## Task details
Retype the full set of data, character for character.
Top of Data records
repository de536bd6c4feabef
pub mod memory;
pub mod traits;
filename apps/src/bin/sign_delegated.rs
use std::fs;
use std::path::PathBuf;

use alloy_primitives::{Address, Bytes, B256, U256};
use alloy_signer_local::PrivateKeySigner;
use anyhow::Result;
use clap::{ArgAction, Parser, Subcommand};
use delegation::{
    hash_message, AttestationRequest, RevocationRequest, SignedRequest, TypedMessage,
};
use serde::Serialize;
use tracing::info;

use app::args::DomainArgs;

/// CLI to sign a delegated attestation or revocation and print the signed request.
#[derive(Parser, Debug)]
#[clap(author, version, about, long_about = None)]
struct Args {
    #[clap(flatten)]
    domain: DomainArgs,

    /// Private key of the attester or revoker; if omitted, a random key is generated.
    #[clap(long, env = "USER_PRIVATE_KEY")]
    private_key: Option<PrivateKeySigner>,

    /// Write the signed request JSON to this file instead of stdout.
    #[clap(long, value_name = "FILE")]
    output: Option<PathBuf>,

    #[clap(subcommand)]
    command: Command,
}

#[derive(Subcommand, Debug)]
enum Command {
    /// Sign a delegated attestation.
    Attest {
        #[clap(long)]
        schema: B256,
        #[clap(long)]
        recipient: Address,
        /// Unix timestamp; 0 for no expiration.
        #[clap(long, default_value_t = 0)]
        expiration_time: u64,
        #[clap(long, default_value_t = true, action = ArgAction::Set)]
        revocable: bool,
        #[clap(long)]
        ref_uid: Option<B256>,
        /// Hex-encoded attestation data.
        #[clap(long)]
        data: Option<Bytes>,
        #[clap(long)]
        value: Option<U256>,
        /// Current delegation nonce of the attester, as read from the contract.
        #[clap(long)]
        nonce: U256,
        /// Unix timestamp; 0 for no deadline.
        #[clap(long, default_value_t = 0)]
        deadline: u64,
    },
    /// Sign a delegated revocation.
    Revoke {
        #[clap(long)]
        schema: B256,
        #[clap(long)]
        uid: B256,
        #[clap(long)]
        value: Option<U256>,
        #[clap(long)]
        nonce: U256,
        #[clap(long, default_value_t = 0)]
        deadline: u64,
    },
}

#[tokio::main]
async fn main() -> Result<()> {
    app::init_tracing();
    app::load_dotenv()?;

    let args = Args::parse();
    let client = args.domain.client().await?;

    // Obtain signer (existing or random)
    let signer = match args.private_key {
        Some(pk) => pk,
        None => PrivateKeySigner::random(),
    };
    info!("Signing as {:#x}", signer.address());

    let separator = client.domain_separator()?;
    let (json, digest, signature) = match args.command {
        Command::Attest {
            schema,
            recipient,
            expiration_time,
            revocable,
            ref_uid,
            data,
            value,
            nonce,
            deadline,
        } => {
            let request = AttestationRequest {
                schema,
                recipient,
                expiration_time,
                revocable,
                ref_uid: ref_uid.unwrap_or_default(),
                data: data.unwrap_or_default(),
                value: value.unwrap_or_default(),
                nonce,
                deadline,
            };
            let signed = client.sign_delegated_attestation(&signer, request).await?;
            render(&signed, separator)?
        }
        Command::Revoke { schema, uid, value, nonce, deadline } => {
            let request = RevocationRequest {
                schema,
                uid,
                value: value.unwrap_or_default(),
                nonce,
                deadline,
            };
            let signed = client.sign_delegated_revocation(&signer, request).await?;
            render(&signed, separator)?
        }
    };

    match &args.output {
        Some(path) => fs::write(path, &json)?,
        None => println!("{json}"),
    }
    eprintln!("Digest: {digest}");
    eprintln!("Signature: {signature}");
    eprintln!("Signer: {:#x}", signer.address());

    Ok(())
}

/// Serialize a signed request and recompute its digest for display.
fn render<P: TypedMessage + Serialize>(
    signed: &SignedRequest<P>,
    separator: B256,
) -> Result<(String, B256, String)> {
    let digest = hash_message(separator, &signed.params)?;
    info!("Signed {} request", P::DECLARATION.primary_type);
    Ok((serde_json::to_string_pretty(signed)?, digest, signed.signature.to_hex()))
}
Bottom of Data records
## Solution for this problem
repository de536bd6c4feabef
pub mod memory;
pub mod traits;
filename apps/src/bin/sign_delegated.rs
use std::fs;
use std::path::PathBuf;

use alloy_primitives::{Address, Bytes, B256, U256};
use alloy_signer_local::PrivateKeySigner;
use anyhow::Result;
use clap::{ArgAction, Parser, Subcommand};
use delegation::{
    hash_message, AttestationRequest, RevocationRequest, SignedRequest, TypedMessage,
};
use serde::Serialize;
use tracing::info;

use app::args::DomainArgs;

/// CLI to sign a delegated attestation or revocation and print the signed request.
#[derive(Parser, Debug)]
#[clap(author, version, about, long_about = None)]
struct Args {
    #[clap(flatten)]
    domain: DomainArgs,

    /// Private key of the attester or revoker; if omitted, a random key is generated.
    #[clap(long, env = "USER_PRIVATE_KEY")]
    private_key: Option<PrivateKeySigner>,

    /// Write the signed request JSON to this file instead of stdout.
    #[clap(long, value_name = "FILE")]
    output: Option<PathBuf>,

    #[clap(subcommand)]
    command: Command,
}

#[derive(Subcommand, Debug)]
enum Command {
    /// Sign a delegated attestation.
    Attest {
        #[clap(long)]
        schema: B256,
        #[clap(long)]
        recipient: Address,
        /// Unix timestamp; 0 for no expiration.
        #[clap(long, default_value_t = 0)]
        expiration_time: u64,
        #[clap(long, default_value_t = true, action = ArgAction::Set)]
        revocable: bool,
        #[clap(long)]
        ref_uid: Option<B256>,
        /// Hex-encoded attestation data.
        #[clap(long)]
        data: Option<Bytes>,
        #[clap(long)]
        value: Option<U256>,
        /// Current delegation nonce of the attester, as read from the contract.
        #[clap(long)]
        nonce: U256,
        /// Unix timestamp; 0 for no deadline.
        #[clap(long, default_value_t = 0)]
        deadline: u64,
    },
    /// Sign a delegated revocation.
    Revoke {
        #[clap(long)]
        schema: B256,
        #[clap(long)]
        uid: B256,
        #[clap(long)]
        value: Option<U256>,
        #[clap(long)]
        nonce: U256,
        #[clap(long, default_value_t = 0)]
        deadline: u64,
    },
}

#[tokio::main]
async fn main() -> Result<()> {
    app::init_tracing();
    app::load_dotenv()?;

    let args = Args::parse();
    let client = args.domain.client().await?;

    // Obtain signer (existing or random)
    let signer = match args.private_key {
        Some(pk) => pk,
        None => PrivateKeySigner::random(),
    };
    info!("Signing as {:#x}", signer.address());

    let separator = client.domain_separator()?;
    let (json, digest, signature) = match args.command {
        Command::Attest {
            schema,
            recipient,
            expiration_time,
            revocable,
            ref_uid,
            data,
            value,
            nonce,
            deadline,
        } => {
            let request = AttestationRequest {
                schema,
                recipient,
                expiration_time,
                revocable,
                ref_uid: ref_uid.unwrap_or_default(),
                data: data.unwrap_or_default(),
                value: value.unwrap_or_default(),
                nonce,
                deadline,
            };
            let signed = client.sign_delegated_attestation(&signer, request).await?;
            render(&signed, separator)?
        }
        Command::Revoke { schema, uid, value, nonce, deadline } => {
            let request = RevocationRequest {
                schema,
                uid,
                value: value.unwrap_or_default(),
                nonce,
                deadline,
            };
            let signed = client.sign_delegated_revocation(&signer, request).await?;
            render(&signed, separator)?
        }
    };

    match &args.output {
        Some(path) => fs::write(path, &json)?,
        None => println!("{json}"),
    }
    eprintln!("Digest: {digest}");
    eprintln!("Signature: {signature}");
    eprintln!("Signer: {:#x}", signer.address());

    Ok(())
}

/// Serialize a signed request and recompute its digest for display.
fn render<P: TypedMessage + Serialize>(
    signed: &SignedRequest<P>,
    separator: B256,
) -> Result<(String, B256, String)> {
    let digest = hash_message(separator, &signed.params)?;
    info!("Signed {} request", P::DECLARATION.primary_type);
    Ok((serde_json::to_string_pretty(signed)?, digest, signed.signature.to_hex()))
}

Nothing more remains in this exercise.